ANALYSE. Ablösespekulationen weisen vor allem auf den Zustand der Österreichischen Volkspartei hin: Er könnte schnell dem der Sozialdemokratie ähneln.
Vorarlbergs Landeshaupt- und ÖVP-Obmann Markus Wallner lässt ausrichten, dass es sich um eine „völlig unnötige Spekulation“ handle, an der man sich nicht beteilige. Die „Süddeutsche Zeitung“ hatte berichtet, dass man sich in der Volkspartei aufgrund der Causa „Mutmaßliche Falschaussage vor dem Ibiza-U-Ausschuss“ mit allen möglichen Szenarien auseinandersetze, etwa auch der Variante, dass Bundeskanzler Sebastian Kurz (ÖVP) sein Amt ruhen lassen müsse: „Dem Vernehmen nach könnte der Vorarlberger Landeshauptmann Markus Wallner für ihn einspringen.“
Nein, das hier wird kein Nachruf auf Sebastian Kurz. Überhaupt spricht es grundsätzlich für die Partei, dass sie sich mit allen Möglichkeiten beschäftigt. Das sollte jede Organisation machen. Permanent. Einerseits. Andererseits aber führt die Frage, was – wann auch immer – nach oder besser gesagt ohne Kurz sein könnte, zu einem ernüchternden Befund für die Partei: Da ist wenig.

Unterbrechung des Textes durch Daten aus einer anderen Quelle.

//! Job orchestration.
//!
//! [`FrameRenderer`] owns a [`RenderJob`] from start to finish:
//!
//! 1. validate options, probe the source, open the cache;
//! 2. partition the sampled frame space into [`WorkRange`]s;
//! 3. dispatch one extraction task per range and wait for all of them;
//! 4. hand each range's extracted frames to one encode task and wait again;
//! 5. merge the replies into a single ascending sequence.
//!
//! Any fatal task failure aborts the rest of the job. Per-frame failures are
//! absorbed by the tasks and only show up in [`RenderStats::skipped`].

use std::fmt::{Debug, Formatter, Result as FmtResult};
use std::path::{Path, PathBuf};
use std::sync::Arc;
use std::sync::mpsc::Receiver;
use std::time::{Instant, SystemTime, UNIX_EPOCH};

use crate::cache::FrameCache;
use crate::configuration::RenderOptions;
use crate::error::RenderError;
use crate::frame::{Frame, RenderOutput, RenderStats};
use crate::guard::MemoryTracker;
use crate::overlay::PreparedOverlay;
use crate::partition::{WorkRange, partition_strided, sampled_count};
use crate::progress::{OperationType, ProgressTracker};
use crate::source::{CodecDecoder, SourceDecoder, SourceInfo};
use crate::worker::{
    self, EncodeTask, ExtractTask, TaskControl, TaskFailure, TaskReply, TaskReport, TaskRequest,
};

/// One rendering request: a source image and the cache directory it owns.
///
/// The cache directory should be unique per distinct job. Reusing it for
/// the same source and options resumes from whatever was cached before.
#[derive(Clone)]
pub struct RenderJob {
    source: Arc<[u8]>,
    cache_dir: PathBuf,
}

impl RenderJob {
    /// Create a job caching into `cache_dir`.
    pub fn new(source: impl Into<Arc<[u8]>>, cache_dir: impl Into<PathBuf>) -> Self {
        Self {
            source: source.into(),
            cache_dir: cache_dir.into(),
        }
    }

    /// Create a job with a fresh, uniquely named cache directory under
    /// `scratch_root`.
    pub fn in_scratch_dir(source: impl Into<Arc<[u8]>>, scratch_root: impl AsRef<Path>) -> Self {
        let nanos = SystemTime::now()
            .duration_since(UNIX_EPOCH)
            .map(|elapsed| elapsed.as_nanos())
            .unwrap_or_default();
        let name = format!("job-{}-{nanos:x}", std::process::id());
        Self::new(source, scratch_root.as_ref().join(name))
    }

    /// The source image bytes.
    pub fn source(&self) -> &[u8] {
        &self.source
    }

    /// Where this job's cache lives.
    pub fn cache_dir(&self) -> &Path {
        &self.cache_dir
    }
}

impl Debug for RenderJob {
    fn fmt(&self, f: &mut Formatter<'_>) -> FmtResult {
        f.debug_struct("RenderJob")
            .field("source_len", &self.source.len())
            .field("cache_dir", &self.cache_dir)
            .finish()
    }
}

/// Runs render jobs with a fixed set of options.
///
/// # Example
///
/// ```no_run
/// use animcard::{FrameRenderer, RenderError, RenderJob, RenderOptions};
///
/// let source = std::fs::read("avatar.gif")?;
/// let renderer = FrameRenderer::new(
///     RenderOptions::new().with_canvas(256, 256).with_frame_skip(2),
/// );
/// let output = renderer.render(&RenderJob::new(source, "/tmp/avatar-cache"))?;
/// println!("{} frames, {} skipped", output.frames.len(), output.stats.skipped);
/// # Ok::<(), RenderError>(())
/// ```
#[derive(Clone)]
pub struct FrameRenderer {
    options: RenderOptions,
    decoder: Arc<dyn SourceDecoder>,
}

impl FrameRenderer {
    /// Create a renderer using the built-in [`CodecDecoder`].
    pub fn new(options: RenderOptions) -> Self {
        Self {
            options,
            decoder: Arc::new(CodecDecoder),
        }
    }

    /// Replace the source decoder.
    #[must_use]
    pub fn with_decoder(mut self, decoder: Arc<dyn SourceDecoder>) -> Self {
        self.decoder = decoder;
        self
    }

    /// The options every job is rendered with.
    pub fn options(&self) -> &RenderOptions {
        &self.options
    }

    /// Probe `source` under this renderer's pixel ceiling.
    ///
    /// # Errors
    ///
    /// Returns [`RenderError::SourceDecode`] for unreadable or oversized
    /// sources.
    pub fn probe(&self, source: &[u8]) -> Result<SourceInfo, RenderError> {
        self.decoder.probe(source, &self.options.guard())
    }

    /// Render `job` to an ordered sequence of encoded frames.
    ///
    /// # Errors
    ///
    /// - [`RenderError::InvalidOptions`] before any work starts.
    /// - [`RenderError::SourceDecode`] if the source cannot be probed; no
    ///   task is dispatched.
    /// - [`RenderError::CacheIo`] if the cache directory is unusable.
    /// - [`RenderError::WorkerFatal`] if a task fails as a whole. Frames
    ///   already merged are available through
    ///   [`RenderError::partial_output`].
    /// - [`RenderError::Cancelled`] if the options' cancellation token fires.
    pub fn render(&self, job: &RenderJob) -> Result<RenderOutput, RenderError> {
        let options = &self.options;
        options.validate()?;
        if options.is_cancelled() {
            return Err(RenderError::Cancelled);
        }
        let started = Instant::now();
        let mut memory = MemoryTracker::new();
        memory.sample("job start");

        let guard = options.guard();
        let info = Arc::new(self.decoder.probe(job.source(), &guard)?);
        let cache = FrameCache::open(job.cache_dir())?;

        let stride = options.frame_skip;
        let ranges = partition_strided(info.frame_count(), stride, options.workers);
        let requested = sampled_count(info.frame_count(), stride);
        let mut stats = RenderStats {
            requested,
            workers: ranges.len(),
            ..RenderStats::default()
        };

        if ranges.is_empty() {
            log::info!(
                "Frame skip {stride} exceeds the source's {} frame(s); nothing to render",
                info.frame_count()
            );
            stats.elapsed = started.elapsed();
            return Ok(RenderOutput {
                frames: Vec::new(),
                stats,
            });
        }

        let (width, height) = options.canvas();
        let overlay = options
            .overlay
            .as_deref()
            .map(|bytes| {
                PreparedOverlay::prepare(
                    bytes,
                    width,
                    height,
                    options.overlay_alpha,
                    options.resize_filter,
                    &guard,
                )
            })
            .transpose()?;

        log::info!(
            "Rendering {requested} of {} frame(s) at {width}x{height} across {} worker(s)",
            info.frame_count(),
            ranges.len()
        );

        let pool = worker::build_pool(ranges.len())?;
        let control = TaskControl::new(options.cancellation.clone());
        let source: Arc<[u8]> = Arc::clone(&job.source);

        // Extraction
        let requests = ranges
            .iter()
            .map(|&range| {
                TaskRequest::Extract(ExtractTask {
                    source: Arc::clone(&source),
                    info: Arc::clone(&info),
                    decoder: Arc::clone(&self.decoder),
                    range,
                    stride,
                    canvas: (width, height),
                    filter: options.resize_filter,
                    fallback_delay_ms: options.fallback_delay_ms,
                    guard,
                    cache: cache.clone(),
                })
            })
            .collect();
        let replies = worker::dispatch(&pool, requests, &control);
        let mut tracker = ProgressTracker::new(
            Arc::clone(&options.progress),
            OperationType::FrameExtraction,
            Some(requested),
            options.batch_size,
        );
        let extracted = collect_stage(replies, &control, &mut tracker);
        memory.sample("after extraction");

        let reports = match extracted {
            StageOutcome::Completed(reports) => reports,
            StageOutcome::Cancelled => return Err(RenderError::Cancelled),
            StageOutcome::Fatal {
                range,
                reason,
                completed: _,
            } => {
                stats.elapsed = started.elapsed();
                stats.peak_rss_kb = memory.peak_rss_kb();
                return Err(RenderError::WorkerFatal {
                    range,
                    reason,
                    partial: Box::new(RenderOutput {
                        frames: Vec::new(),
                        stats,
                    }),
                });
            }
        };
        for report in &reports {
            stats.extract_cache_hits += report.cache_hits;
            stats.frames_decoded += report.processed;
            stats.cache_write_failures += report.cache_write_failures;
        }
        let extracted_frames = merge_frames(reports);

        // Encoding
        let encode_total = extracted_frames.len() as u64;
        let requests = split_by_range(extracted_frames, &ranges)
            .into_iter()
            .map(|(range, frames)| {
                TaskRequest::Encode(EncodeTask {
                    range,
                    frames,
                    overlay: overlay.clone(),
                    guard,
                    cache: cache.clone(),
                })
            })
            .collect();
        let replies = worker::dispatch(&pool, requests, &control);
        let mut tracker = ProgressTracker::new(
            Arc::clone(&options.progress),
            OperationType::FrameEncoding,
            Some(encode_total),
            options.batch_size,
        );
        let encoded = collect_stage(replies, &control, &mut tracker);
        drop(overlay);
        memory.sample("after encoding");

        let reports = match encoded {
            StageOutcome::Completed(reports) => reports,
            StageOutcome::Cancelled => return Err(RenderError::Cancelled),
            StageOutcome::Fatal {
                range,
                reason,
                completed,
            } => {
                let frames = merge_frames(completed);
                stats.produced = frames.len() as u64;
                stats.elapsed = started.elapsed();
                stats.peak_rss_kb = memory.peak_rss_kb();
                return Err(RenderError::WorkerFatal {
                    range,
                    reason,
                    partial: Box::new(RenderOutput { frames, stats }),
                });
            }
        };
        for report in &reports {
            stats.encode_cache_hits += report.cache_hits;
            stats.frames_encoded += report.processed;
            stats.cache_write_failures += report.cache_write_failures;
        }
        let frames = merge_frames(reports);
        log_gaps(&frames, &ranges, stride);

        stats.produced = frames.len() as u64;
        stats.skipped = requested.saturating_sub(stats.produced);
        stats.elapsed = started.elapsed();
        stats.peak_rss_kb = memory.peak_rss_kb();

        log::info!(
            "Rendered {}/{} frame(s) ({} skipped, {} decoded, {} encoded) in {:?}",
            stats.produced,
            stats.requested,
            stats.skipped,
            stats.frames_decoded,
            stats.frames_encoded,
            stats.elapsed
        );
        Ok(RenderOutput { frames, stats })
    }
}

impl Debug for FrameRenderer {
    fn fmt(&self, f: &mut Formatter<'_>) -> FmtResult {
        f.debug_struct("FrameRenderer")
            .field("options", &self.options)
            .finish_non_exhaustive()
    }
}

/// Render `source` with `options`, caching into `cache_dir`.
///
/// Shorthand for [`FrameRenderer::render`] with the default decoder.
///
/// # Errors
///
/// See [`FrameRenderer::render`].
pub fn render(
    source: &[u8],
    options: &RenderOptions,
    cache_dir: impl AsRef<Path>,
) -> Result<RenderOutput, RenderError> {
    let job = RenderJob::new(source, cache_dir.as_ref());
    FrameRenderer::new(options.clone()).render(&job)
}

enum StageOutcome {
    Completed(Vec<TaskReport>),
    Cancelled,
    Fatal {
        range: WorkRange,
        reason: String,
        completed: Vec<TaskReport>,
    },
}

/// Wait for every task of a stage to reply.
///
/// The first fatal failure aborts the remaining tasks, but this still waits
/// for all of them so no task outlives its stage.
fn collect_stage(
    replies: Receiver<TaskReply>,
    control: &TaskControl,
    tracker: &mut ProgressTracker,
) -> StageOutcome {
    let mut completed = Vec::new();
    let mut fatal: Option<(WorkRange, String)> = None;
    let mut cancelled = false;

    for (range, result) in replies {
        match result {
            Ok(report) => {
                log::debug!("Worker for frames {} replied", report.range);
                let last = report.frames.last().map(|frame| frame.index);
                tracker.advance_by(report.handled(), last);
                completed.push(report);
            }
            Err(TaskFailure::Fatal(reason)) => {
                log::error!("Worker for frames {range} failed: {reason}");
                if fatal.is_none() {
                    control.abort();
                    fatal = Some((range, reason));
                }
            }
            Err(TaskFailure::Cancelled) => cancelled = true,
            Err(TaskFailure::Aborted) => {
                log::debug!("Worker for frames {range} stopped after job abort");
            }
        }
    }

    if let Some((range, reason)) = fatal {
        return StageOutcome::Fatal {
            range,
            reason,
            completed,
        };
    }
    if cancelled {
        log::info!("Render cancelled");
        return StageOutcome::Cancelled;
    }
    tracker.finish();
    StageOutcome::Completed(completed)
}

/// Flatten per-task frames into ascending index order, dropping duplicates.
fn merge_frames(reports: Vec<TaskReport>) -> Vec<Frame> {
    let mut frames: Vec<Frame> = reports
        .into_iter()
        .flat_map(|report| report.frames)
        .collect();
    frames.sort_by_key(|frame| frame.index);

    let before = frames.len();
    frames.dedup_by_key(|frame| frame.index);
    if frames.len() != before {
        log::warn!(
            "Dropped {} duplicate frame(s) while merging worker results",
            before - frames.len()
        );
    }
    frames
}

/// Give each range the frames whose indices it owns.
fn split_by_range(frames: Vec<Frame>, ranges: &[WorkRange]) -> Vec<(WorkRange, Vec<Frame>)> {
    let mut remaining = frames.into_iter().peekable();
    ranges
        .iter()
        .map(|&range| {
            let mut owned = Vec::new();
            while let Some(frame) = remaining.next_if(|frame| frame.index < range.end) {
                owned.push(frame);
            }
            (range, owned)
        })
        .collect()
}

fn log_gaps(frames: &[Frame], ranges: &[WorkRange], stride: u64) {
    for index in ranges.iter().flat_map(|range| range.sampled(stride)) {
        if frames
            .binary_search_by_key(&index, |frame| frame.index)
            .is_err()
        {
            log::warn!("Frame {index} is missing from every worker result; dropping it");
        }
    }
}
//! Frame extraction stage.
//!
//! One task per [`WorkRange`](crate::WorkRange). For every sampled index the
//! task first looks for an `(extract, index)` cache entry and only decodes
//! the source when at least one sampled frame is missing. Decoded frames are
//! cover-fitted to the canvas, compressed to PNG, and written back to the
//! cache before the next frame is pulled, so a task holds at most one decoded
//! frame at a time.

use image::RgbaImage;

use crate::cache::CacheStage;
use crate::conversion::{PngEffort, encode_png};
use crate::error::RenderError;
use crate::frame::Frame;
use crate::resize;
use crate::worker::{ExtractTask, TaskControl, TaskFailure, TaskReport};

pub(crate) fn run(task: ExtractTask, control: &TaskControl) -> Result<TaskReport, TaskFailure> {
    let mut report = TaskReport::new(task.range);
    let delay_for = |index: u64| task.info.delay_ms(index, task.fallback_delay_ms);

    let mut pending = Vec::new();
    for index in task.range.sampled(task.stride) {
        control.checkpoint()?;
        match task.cache.read(CacheStage::Extract, index) {
            Ok(Some(buffer)) => {
                report.cache_hits += 1;
                report.frames.push(Frame {
                    index,
                    buffer,
                    delay_ms: delay_for(index),
                });
            }
            Ok(None) => pending.push(index),
            Err(error) => {
                log::warn!("{error}; extracting frame {index} again");
                pending.push(index);
            }
        }
    }

    if pending.is_empty() {
        log::debug!("Frames {} fully served from the extract cache", task.range);
        return Ok(report);
    }

    let mut decoded_frames = task
        .decoder
        .frames(&task.source, &task.guard)
        .map_err(TaskFailure::from)?;

    let mut wanted = pending.into_iter().peekable();
    let mut position = 0u64;
    while let Some(&next) = wanted.peek() {
        control.checkpoint()?;
        let Some(decoded) = decoded_frames.next() else {
            break;
        };
        let index = position;
        position += 1;
        if index != next {
            continue;
        }
        wanted.next();

        match decoded.and_then(|image| fit_and_compress(&image, &task)) {
            Ok(buffer) => {
                report.processed += 1;
                report.persist(&task.cache, CacheStage::Extract, index, &buffer);
                report.frames.push(Frame {
                    index,
                    buffer,
                    delay_ms: delay_for(index),
                });
            }
            Err(error) => {
                log::warn!("{}", RenderError::frame(CacheStage::Extract, index, error));
                report.skipped.push(index);
            }
        }
    }

    for index in wanted {
        log::warn!(
            "{}",
            RenderError::frame(
                CacheStage::Extract,
                index,
                format!("source ended after {position} frame(s)")
            )
        );
        report.skipped.push(index);
    }

    report.frames.sort_unstable_by_key(|frame| frame.index);
    log::debug!(
        "Extracted frames {}: {} decoded, {} cached, {} skipped",
        task.range,
        report.processed,
        report.cache_hits,
        report.skipped.len()
    );
    Ok(report)
}

fn fit_and_compress(image: &RgbaImage, task: &ExtractTask) -> Result<Vec<u8>, RenderError> {
    let (width, height) = task.canvas;
    let fitted = resize::cover(image, width, height, task.filter);
    encode_png(&fitted, PngEffort::Fast)
}

#[cfg(test)]
mod tests {
    use std::sync::Arc;

    use image::{ImageFormat, Rgba};

    use super::*;
    use crate::cache::FrameCache;
    use crate::configuration::ResizeFilter;
    use crate::guard::ResourceGuard;
    use crate::partition::WorkRange;
    use crate::source::{FrameIter, SourceDecoder, SourceInfo};

    /// Yields `count` solid frames, with `broken` indices failing.
    struct Solid {
        count: u64,
        broken: Vec<u64>,
    }

    impl SourceDecoder for Solid {
        fn probe(&self, _: &[u8], _: &ResourceGuard) -> Result<SourceInfo, RenderError> {
            unreachable!("extraction never probes")
        }

        fn frames<'a>(&self, _: &'a [u8], _: &ResourceGuard) -> Result<FrameIter<'a>, RenderError> {
            let broken = self.broken.clone();
            Ok(Box::new((0..self.count).map(move |index| {
                if broken.contains(&index) {
                    Err(RenderError::SourceDecode(format!("corrupt frame {index}")))
                } else {
                    Ok(RgbaImage::from_pixel(4, 4, Rgba([index as u8, 0, 0, 255])))
                }
            })))
        }
    }

    fn task(decoder: Solid, range: WorkRange, stride: u64, cache: FrameCache) -> ExtractTask {
        let info = SourceInfo {
            width: 4,
            height: 4,
            format: ImageFormat::Gif,
            frame_delays_ms: vec![70; decoder.count as usize],
        };
        ExtractTask {
            source: Arc::from(&b""[..]),
            info: Arc::new(info),
            decoder: Arc::new(decoder),
            range,
            stride,
            canvas: (2, 2),
            filter: ResizeFilter::Nearest,
            fallback_delay_ms: 40,
            guard: ResourceGuard::default(),
            cache,
        }
    }

    #[test]
    fn extracts_sampled_frames_and_caches_them() {
        let directory = tempfile::tempdir().expect("Failed to create temp dir");
        let cache = FrameCache::open(directory.path()).unwrap();
        let decoder = Solid { count: 10, broken: vec![] };

        let report = run(
            task(decoder, WorkRange::new(2, 8), 2, cache.clone()),
            &TaskControl::new(None),
        )
        .unwrap();

        let indices: Vec<u64> = report.frames.iter().map(|frame| frame.index).collect();
        assert_eq!(indices, vec![2, 4, 6]);
        assert_eq!(report.processed, 3);
        assert_eq!(report.cache_hits, 0);
        assert!(report.frames.iter().all(|frame| frame.delay_ms == 70));
        assert_eq!(cache.cached_indices(CacheStage::Extract).unwrap(), vec![2, 4, 6]);
    }

    #[test]
    fn corrupt_frame_is_skipped() {
        let directory = tempfile::tempdir().expect("Failed to create temp dir");
        let cache = FrameCache::open(directory.path()).unwrap();
        let decoder = Solid { count: 5, broken: vec![3] };

        let report = run(
            task(decoder, WorkRange::new(0, 5), 1, cache),
            &TaskControl::new(None),
        )
        .unwrap();

        assert_eq!(report.frames.len(), 4);
        assert_eq!(report.skipped, vec![3]);
    }

    #[test]
    fn indices_past_the_source_are_skipped() {
        let directory = tempfile::tempdir().expect("Failed to create temp dir");
        let cache = FrameCache::open(directory.path()).unwrap();
        let decoder = Solid { count: 3, broken: vec![] };

        let report = run(
            task(decoder, WorkRange::new(0, 6), 1, cache),
            &TaskControl::new(None),
        )
        .unwrap();

        assert_eq!(report.frames.len(), 3);
        assert_eq!(report.skipped, vec![3, 4, 5]);
    }

    #[test]
    fn aborted_task_stops() {
        let directory = tempfile::tempdir().expect("Failed to create temp dir");
        let cache = FrameCache::open(directory.path()).unwrap();
        let control = TaskControl::new(None);
        control.abort();

        let result = run(
            task(Solid { count: 3, broken: vec![] }, WorkRange::new(0, 3), 1, cache),
            &control,
        );
        assert_eq!(result.unwrap_err(), TaskFailure::Aborted);
    }
}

Sebastian Kurz hat auf Bundesebene alles auf sich ausgerichtet. Von Landesobleuten und Bündechefs hat er sich 2017 ausdrücklich dazu ermächtigen lassen. Das war nicht nur Show. Von der Parteizentrale in der Lichtenfelsgasse bis zur Parteiakademie in der Tivoligasse hat er wesentliche Posten mit Vertrauten besetzt. Aus der ÖVP hat er für die Außenwirkung eine PR-Agentur und fürs Übrige einen Machtmaximierungsbetrieb gemacht. Er kontrolliert mit seinen Leuten die Kabinette türkiser Ministerinnen und Minister inklusive ebendieser. Sie funktionieren, wie es ihm gefällt (was nebenbei auch ein Licht auf sie wirft).
Die Wahlerfolge der ÖVP von 2017 und 2019 beruhen zu einem erheblichen Teil allein auf der Person Sebastian Kurz bzw. seiner Gabe, zu sagen, was Massen gerne hören und sie so zu gewinnen. Und zumal er neben sich selbst auch auf parlamentarischer Ebene keine wahrnehmbare, eigenständige Persönlichkeit wirken lässt, beginnt man zu ahnen, was der ÖVP droht, wenn er einmal nicht mehr ist: Sie könnte sehr schnell dem Zustand nahekommen, in dem sich die Sozialdemokratie seit geraumer Zeit befindet.
Gerne wird bei der ÖVP auf funktionierende Landesorganisationen verwiesen, die mit ihren Leuten einspringen könnten. Das täuscht jedoch darüber hinweg, dass es hier um eine ganz andere Liga geht: Die Niederösterreicherin Johanna Mikl-Leitner mag eine beliebte Landeshauptfrau sein, als Innenministerin hatte sie keine berauschenden Persönlichkeitswerte. Beim Steirer Hermann Schützenhöfer ist schwer vorstellbar, dass er sich im Kanzleramt lange halten könnte. Markus Wallner vielleicht eher, aber auch er müsste erst ganz neue Qualitäten zeigen, wenn er mehr sein sollte als nur ein vorübergehender Ersatzmann für Sebastian Kurz.
Mit den „Ländern“ ist zunächst einmal nur Organisatorisches abgedeckt. Wenn das jedoch reichen würde, wäre die ÖVP in der Vergangenheit nie unter 40 Prozent gekommen. Entscheidend ist gerade auf Bundesebene außerdem das personelle Angebot, das einen Inhalt transportiert, der zumindest eine relative Mehrheit der Wählerinnen und Wähler überzeugt – und das in einer Gesellschaft, die in ihrer Vielfalt und Dynamik vom Boden- bis zum Neusiedlersee immer schwerer zu fassen ist. Da lässt sich Kurz nicht kopieren.